Nuclear proteome analysis of undifferentiated mouse embryonic stem and germ cells.

Nicolas Buhr1, Christine Carapito, Christine Schaeffer, Emmanuelle Kieffer, Alain Van Dorsselaer, Stéphane Viville.   

Abstract

Embryonic stem cells (ESCs) and embryonic germ cells (EGCs) provide exciting models for understanding the underlying mechanisms that make a cell pluripotent. Indeed, such understanding would enable dedifferentiation and reprogrammation of any cell type from a patient needing a cell therapy treatment. Proteome analysis has emerged as an important technology for deciphering these biological processes and thereby ESC and EGC proteomes are increasingly studied. Nevertheless, their nuclear proteomes have only been poorly investigated up to now. In order to investigate signaling pathways potentially involved in pluripotency, proteomic analyses have been performed on mouse ESC and EGC nuclear proteins. Nuclei from ESCs and EGCs at undifferentiated stage were purified by subcellular fractionation.

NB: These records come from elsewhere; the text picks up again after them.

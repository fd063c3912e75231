use crate::traits::RecordSink;
use crate::{ImporterError, Result};
use sqlx::PgPool;
use storage::{
    dto::metric::CreateMetricRequest,
    error::StorageError,
    models::Sport,
    repository::{AthleteRepository, MetricRepository},
};
use uuid::Uuid;

/// Inserts records into Postgres in a single transaction.
pub struct PostgresSink {
    pool: PgPool,
}

impl PostgresSink {
    pub fn new(pool: PgPool) -> Self {
        Self { pool }
    }
}

#[async_trait::async_trait]
impl RecordSink for PostgresSink {
    async fn athlete_sport(&self, athlete_id: Uuid) -> Result<Option<Sport>> {
        match AthleteRepository::new(&self.pool).find_by_id(athlete_id).await {
            Ok(athlete) => Ok(Some(athlete.sport)),
            Err(StorageError::NotFound) => Err(ImporterError::ImportError(format!(
                "No athlete profile for {}",
                athlete_id
            ))),
            Err(e) => Err(e.into()),
        }
    }

    async fn write(&self, athlete_id: Uuid, records: &[CreateMetricRequest]) -> Result<usize> {
        let written = MetricRepository::new(&self.pool)
            .create_many(athlete_id, records)
            .await?;
        Ok(written)
    }
}

/// Validates only; nothing is written.
pub struct DryRunSink;

#[async_trait::async_trait]
impl RecordSink for DryRunSink {
    async fn athlete_sport(&self, _athlete_id: Uuid) -> Result<Option<Sport>> {
        Ok(None)
    }

    async fn write(&self, athlete_id: Uuid, records: &[CreateMetricRequest]) -> Result<usize> {
        tracing::debug!(%athlete_id, records = records.len(), "Dry run, skipping write");
        Ok(0)
    }
}
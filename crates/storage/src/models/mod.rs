pub mod athlete;
pub mod goal;
pub mod metric;
pub mod sport;
pub mod team;
pub mod user;

pub use athlete::Athlete;
pub use goal::{
    CoachFeedback, Direction, Goal, GoalCategory, GoalPriority, GoalProgress, GoalStatus,
    Milestone, ProgressUpdate, TargetMetric,
};
pub use metric::{
    BaseballStats, BasketballStats, FootballStats, MetricRecord, SessionType, SoccerStats,
    SportStats, VolleyballStats,
};
pub use sport::Sport;
pub use team::Team;
pub use user::{Role, User};
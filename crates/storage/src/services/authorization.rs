//! Capability checks: one pure function deciding whether an actor may
//! perform an action on a resource.

use uuid::Uuid;

use crate::models::{Athlete, Goal, Role, Team, User};

/// Authenticated caller as seen by the policy.
#[derive(Debug, Clone, Copy, PartialEq, Eq)]
pub struct Actor {
    pub user_id: Uuid,
    pub role: Role,
}

impl From<&User> for Actor {
    fn from(user: &User) -> Self {
        Self {
            user_id: user.user_id,
            role: user.role,
        }
    }
}

#[derive(Debug, Clone, Copy, PartialEq, Eq)]
pub enum Permission {
    ViewAthlete,
    ManageAthlete,
    RecordMetrics,
    VerifyMetrics,
    CreateGoal,
    ViewGoal,
    EditGoal,
    DeleteGoal,
    ReviewGoal,
    ViewTeam,
}

#[derive(Debug, Clone, Copy)]
pub enum Resource<'a> {
    Athlete(&'a Athlete),
    Goal {
        goal: &'a Goal,
        athlete: &'a Athlete,
    },
    Team(&'a Team),
}

pub fn is_allowed(actor: &Actor, permission: Permission, resource: Resource<'_>) -> bool {
    if actor.role == Role::Admin {
        return true;
    }

    match resource {
        Resource::Athlete(athlete) => athlete_allows(actor, permission, athlete),
        Resource::Goal { goal, athlete } => goal_allows(actor, permission, goal, athlete),
        Resource::Team(team) => team_allows(actor, permission, team),
    }
}

fn coaches(actor: &Actor, athlete: &Athlete) -> bool {
    actor.role == Role::Coach && athlete.coach_id == Some(actor.user_id)
}

fn athlete_allows(actor: &Actor, permission: Permission, athlete: &Athlete) -> bool {
    let is_self = actor.user_id == athlete.athlete_id;
    let is_coach = coaches(actor, athlete);

    match permission {
        Permission::ViewAthlete
        | Permission::ManageAthlete
        | Permission::RecordMetrics
        | Permission::CreateGoal => is_self || is_coach,
        Permission::VerifyMetrics => is_coach,
        _ => false,
    }
}

fn goal_allows(actor: &Actor, permission: Permission, goal: &Goal, athlete: &Athlete) -> bool {
    let is_owner = actor.user_id == goal.athlete_id;
    let is_creator = actor.user_id == goal.created_by;
    let is_editor = goal.is_editor(actor.user_id);
    let is_coach = coaches(actor, athlete);

    match permission {
        Permission::ViewGoal => {
            is_owner || is_creator || is_editor || goal.is_viewer(actor.user_id) || is_coach
        }
        Permission::EditGoal => is_owner || is_creator || is_editor,
        Permission::DeleteGoal => is_creator || is_editor,
        Permission::ReviewGoal => is_coach,
        _ => false,
    }
}

fn team_allows(actor: &Actor, permission: Permission, team: &Team) -> bool {
    match permission {
        Permission::ViewTeam => actor.role == Role::Coach && team.coach_id == Some(actor.user_id),
        _ => false,
    }
}
use thiserror::Error;

pub type Result<T> = std::result::Result<T, ImporterError>;

#[derive(Error, Debug)]
pub enum ImporterError {
    #[error("Failed to read file: {0}")]
    IoError(#[from] std::io::Error),

    #[error("Failed to parse JSON: {0}")]
    ParseError(#[from] serde_json::Error),

    #[error("Database error: {0}")]
    DatabaseError(#[from] sqlx::Error),

    #[error("Storage error: {0}")]
    StorageError(#[from] storage::error::StorageError),

    #[error("Import error: {0}")]
    ImportError(String),

    #[error("Validation error: {0}")]
    ValidationError(String),
}
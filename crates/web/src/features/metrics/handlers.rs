use axum::{
    Extension, Json,
    extract::{Path, Query, State},
    http::StatusCode,
    response::{IntoResponse, Response},
};
use storage::{
    Database,
    dto::{
        common::Paginated,
        metric::{CreateMetricRequest, MetricFilter, MetricRecordResponse},
    },
};
use uuid::Uuid;
use validator::Validate;

use crate::error::WebError;
use crate::middleware::auth::AuthUser;

use super::services;

#[utoipa::path(
    get,
    path = "/api/athletes/{id}/metrics",
    params(
        ("id" = Uuid, Path, description = "Athlete ID"),
        MetricFilter
    ),
    security(
        ("bearer_auth" = [])
    ),
    responses(
        (status = 200, description = "Metric records, newest first", body = Paginated<MetricRecordResponse>),
        (status = 400, description = "Invalid filter"),
        (status = 403, description = "Forbidden"),
        (status = 404, description = "Athlete not found")
    ),
    tag = "metrics"
)]
pub async fn list_metrics(
    State(db): State<Database>,
    Extension(user): Extension<AuthUser>,
    Path(id): Path<Uuid>,
    Query(filter): Query<MetricFilter>,
) -> Result<Response, WebError> {
    let page = services::list_metrics(db.pool(), &user, id, &filter).await?;

    Ok(Json(page).into_response())
}

#[utoipa::path(
    post,
    path = "/api/athletes/{id}/metrics",
    params(
        ("id" = Uuid, Path, description = "Athlete ID")
    ),
    request_body = CreateMetricRequest,
    security(
        ("bearer_auth" = [])
    ),
    responses(
        (status = 201, description = "Session recorded", body = MetricRecordResponse),
        (status = 400, description = "Validation error"),
        (status = 403, description = "Forbidden"),
        (status = 404, description = "Athlete not found")
    ),
    tag = "metrics"
)]
pub async fn create_metric(
    State(db): State<Database>,
    Extension(user): Extension<AuthUser>,
    Path(id): Path<Uuid>,
    Json(req): Json<CreateMetricRequest>,
) -> Result<Response, WebError> {
    req.validate()?;

    let record = services::create_metric(db.pool(), &user, id, &req).await?;

    Ok((StatusCode::CREATED, Json(MetricRecordResponse::from(record))).into_response())
}

#[utoipa::path(
    delete,
    path = "/api/metrics/{record_id}",
    params(
        ("record_id" = Uuid, Path, description = "Metric record ID")
    ),
    security(
        ("bearer_auth" = [])
    ),
    responses(
        (status = 204, description = "Record deleted"),
        (status = 403, description = "Forbidden"),
        (status = 404, description = "Record not found")
    ),
    tag = "metrics"
)]
pub async fn delete_metric(
    State(db): State<Database>,
    Extension(user): Extension<AuthUser>,
    Path(record_id): Path<Uuid>,
) -> Result<Response, WebError> {
    services::delete_metric(db.pool(), &user, record_id).await?;

    Ok(StatusCode::NO_CONTENT.into_response())
}

#[utoipa::path(
    post,
    path = "/api/metrics/{record_id}/verify",
    params(
        ("record_id" = Uuid, Path, description = "Metric record ID")
    ),
    security(
        ("bearer_auth" = [])
    ),
    responses(
        (status = 200, description = "Record verified", body = MetricRecordResponse),
        (status = 400, description = "Already verified"),
        (status = 403, description = "Forbidden"),
        (status = 404, description = "Record not found")
    ),
    tag = "metrics"
)]
pub async fn verify_metric(
    State(db): State<Database>,
    Extension(user): Extension<AuthUser>,
    Path(record_id): Path<Uuid>,
) -> Result<Response, WebError> {
    let record = services::verify_metric(db.pool(), &user, record_id).await?;

    Ok(Json(MetricRecordResponse::from(record)).into_response())
}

After 2-D separation, a subtractive strategy (subtracting culture environment contaminating spots) was applied and a comparison of ESC, (8.5 day post coïtum (dpc))-EGC and (11.5 dpc)-EGC specific nuclear proteomes was performed. A total of 33 ESC, 53 (8.5 dpc)-EGC, and 36 (11.5 dpc)-EGC spots were identified by MALDI-TOF-MS and/or nano-LC-MS/MS. This approach led to the identification of two isoforms (with and without N-terminal acetylation) of a known pluripotency marker, namely developmental pluripotency associated 5 (DPPA5), which has never been identified before in 2-D gel-MS studies of ESCs and EGCs. Furthermore, we demonstrated the efficiency of our subtracting strategy, in association with a nuclear subfractionation by the identification of a new protein (protein arginine N-methyltransferase 7; PRMT7) behaving as proteins involved in pluripotency.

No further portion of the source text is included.